Stored data

+--

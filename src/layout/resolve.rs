//! Ancestor layout lookup.

use serde::{Deserialize, Serialize};

use super::{LayoutPolicy, is_layout_file};
use crate::core::FileTree;
use crate::debug;

/// How layouts are inherited from ancestor directories.
#[derive(
    Debug, Clone, Copy, Default, PartialEq, Eq, Serialize, Deserialize, clap::ValueEnum,
)]
#[serde(rename_all = "lowercase")]
pub enum InheritanceMode {
    /// Only the page's own directory
    None,
    /// Nearest ancestor layout
    #[default]
    Fallback,
    /// All ancestor layouts, styles merged
    Merge,
}

/// A layout found in some ancestor directory of a page.
#[derive(Debug, Clone, PartialEq, Eq)]
pub struct LayoutCandidate {
    /// Layout file path, relative to the content tree
    pub path: Vec<String>,
    /// Layout source text
    pub source: String,
    /// Levels between the page directory and the layout (0 = same directory)
    pub depth: usize,
}

/// Outcome of layout resolution.
#[derive(Debug, Clone, PartialEq, Eq)]
pub enum Resolved {
    /// No layout applies (`none`/`fallback`)
    None,
    /// Exactly one layout (`none`/`fallback`)
    Single(LayoutCandidate),
    /// Every ancestor layout, nearest first; may be empty (`merge`)
    Merged(Vec<LayoutCandidate>),
}

impl Resolved {
    /// All candidates, nearest first.
    pub fn candidates(&self) -> &[LayoutCandidate] {
        match self {
            Self::None => &[],
            Self::Single(layout) => std::slice::from_ref(layout),
            Self::Merged(layouts) => layouts,
        }
    }
}

/// Find the layout(s) applying to `page`.
///
/// `page` is the page path relative to the content tree `tree`. Missing
/// directories are treated as having no layout. Pure over `tree`.
pub fn resolve_layouts<S: AsRef<str>>(
    page: &[S],
    tree: &FileTree,
    policy: &LayoutPolicy<'_>,
) -> Resolved {
    let page_dir: Vec<&str> = match page.split_last() {
        Some((_, dir)) => dir.iter().map(AsRef::as_ref).collect(),
        None => return empty(policy),
    };

    match policy.mode {
        InheritanceMode::None => {
            layout_at(tree, &page_dir, 0, policy.index).map_or(Resolved::None, Resolved::Single)
        }
        InheritanceMode::Fallback => ancestors(&page_dir)
            .find_map(|(depth, dir)| layout_at(tree, dir, depth, policy.index))
            .map_or(Resolved::None, Resolved::Single),
        InheritanceMode::Merge => {
            let found = ancestors(&page_dir)
                .take_while(|(depth, _)| *depth <= policy.max_depth)
                .filter_map(|(depth, dir)| layout_at(tree, dir, depth, policy.index))
                .collect();

            let skipped = policy.max_depth + 1;
            if skipped <= page_dir.len()
                && layout_at(tree, &page_dir[..page_dir.len() - skipped], skipped, policy.index)
                    .is_some()
            {
                debug!("layout"; "merge depth {} reached, ignoring layouts above {}",
                    policy.max_depth, page.iter().map(AsRef::as_ref).collect::<Vec<_>>().join("/"));
            }

            Resolved::Merged(found)
        }
    }
}

fn empty(policy: &LayoutPolicy<'_>) -> Resolved {
    match policy.mode {
        InheritanceMode::Merge => Resolved::Merged(Vec::new()),
        _ => Resolved::None,
    }
}

/// `(depth, directory)` pairs from `dir` up to the tree root.
fn ancestors<'a, 'b>(dir: &'b [&'a str]) -> impl Iterator<Item = (usize, &'b [&'a str])> {
    (0..=dir.len()).map(move |depth| (depth, &dir[..dir.len() - depth]))
}

fn layout_at(tree: &FileTree, dir: &[&str], depth: usize, index: &str) -> Option<LayoutCandidate> {
    let children = tree.get(dir)?.children()?;
    let FileTree::Leaf(content) = children.get(index)? else {
        return None;
    };
    if !is_layout_file(index, content, index) {
        return None;
    }

    let mut path: Vec<String> = dir.iter().map(|s| (*s).to_string()).collect();
    path.push(index.to_string());
    Some(LayoutCandidate {
        path,
        source: content.as_text()?.to_string(),
        depth,
    })
}

// ============================================================================
// Tests
// ============================================================================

+--

Instructions for the task.
Exact copies of all entries are what's needed here.

Solution to the problem.
filename src/layout/resolve.rs
//! Ancestor layout lookup.

use serde::{Deserialize, Serialize};

use super::{LayoutPolicy, is_layout_file};
use crate::core::FileTree;
use crate::debug;

/// How layouts are inherited from ancestor directories.
#[derive(
    Debug, Clone, Copy, Default, PartialEq, Eq, Serialize, Deserialize, clap::ValueEnum,
)]
#[serde(rename_all = "lowercase")]
pub enum InheritanceMode {
    /// Only the page's own directory
    None,
    /// Nearest ancestor layout
    #[default]
    Fallback,
    /// All ancestor layouts, styles merged
    Merge,
}

/// A layout found in some ancestor directory of a page.
#[derive(Debug, Clone, PartialEq, Eq)]
pub struct LayoutCandidate {
    /// Layout file path, relative to the content tree
    pub path: Vec<String>,
    /// Layout source text
    pub source: String,
    /// Levels between the page directory and the layout (0 = same directory)
    pub depth: usize,
}

/// Outcome of layout resolution.
#[derive(Debug, Clone, PartialEq, Eq)]
pub enum Resolved {
    /// No layout applies (`none`/`fallback`)
    None,
    /// Exactly one layout (`none`/`fallback`)
    Single(LayoutCandidate),
    /// Every ancestor layout, nearest first; may be empty (`merge`)
    Merged(Vec<LayoutCandidate>),
}

impl Resolved {
    /// All candidates, nearest first.
    pub fn candidates(&self) -> &[LayoutCandidate] {
        match self {
            Self::None => &[],
            Self::Single(layout) => std::slice::from_ref(layout),
            Self::Merged(layouts) => layouts,
        }
    }
}

/// Find the layout(s) applying to `page`.
///
/// `page` is the page path relative to the content tree `tree`. Missing
/// directories are treated as having no layout. Pure over `tree`.
pub fn resolve_layouts<S: AsRef<str>>(
    page: &[S],
    tree: &FileTree,
    policy: &LayoutPolicy<'_>,
) -> Resolved {
    let page_dir: Vec<&str> = match page.split_last() {
        Some((_, dir)) => dir.iter().map(AsRef::as_ref).collect(),
        None => return empty(policy),
    };

    match policy.mode {
        InheritanceMode::None => {
            layout_at(tree, &page_dir, 0, policy.index).map_or(Resolved::None, Resolved::Single)
        }
        InheritanceMode::Fallback => ancestors(&page_dir)
            .find_map(|(depth, dir)| layout_at(tree, dir, depth, policy.index))
            .map_or(Resolved::None, Resolved::Single),
        InheritanceMode::Merge => {
            let found = ancestors(&page_dir)
                .take_while(|(depth, _)| *depth <= policy.max_depth)
                .filter_map(|(depth, dir)| layout_at(tree, dir, depth, policy.index))
                .collect();

            let skipped = policy.max_depth + 1;
            if skipped <= page_dir.len()
                && layout_at(tree, &page_dir[..page_dir.len() - skipped], skipped, policy.index)
                    .is_some()
            {
                debug!("layout"; "merge depth {} reached, ignoring layouts above {}",
                    policy.max_depth, page.iter().map(AsRef::as_ref).collect::<Vec<_>>().join("/"));
            }

            Resolved::Merged(found)
        }
    }
}

fn empty(policy: &LayoutPolicy<'_>) -> Resolved {
    match policy.mode {
        InheritanceMode::Merge => Resolved::Merged(Vec::new()),
        _ => Resolved::None,
    }
}

/// `(depth, directory)` pairs from `dir` up to the tree root.
fn ancestors<'a, 'b>(dir: &'b [&'a str]) -> impl Iterator<Item = (usize, &'b [&'a str])> {
    (0..=dir.len()).map(move |depth| (depth, &dir[..dir.len() - depth]))
}

fn layout_at(tree: &FileTree, dir: &[&str], depth: usize, index: &str) -> Option<LayoutCandidate> {
    let children = tree.get(dir)?.children()?;
    let FileTree::Leaf(content) = children.get(index)? else {
        return None;
    };
    if !is_layout_file(index, content, index) {
        return None;
    }

    let mut path: Vec<String> = dir.iter().map(|s| (*s).to_string()).collect();
    path.push(index.to_string());
    Some(LayoutCandidate {
        path,
        source: content.as_text()?.to_string(),
        depth,
    })
}

// ============================================================================
// Tests
// ============================================================================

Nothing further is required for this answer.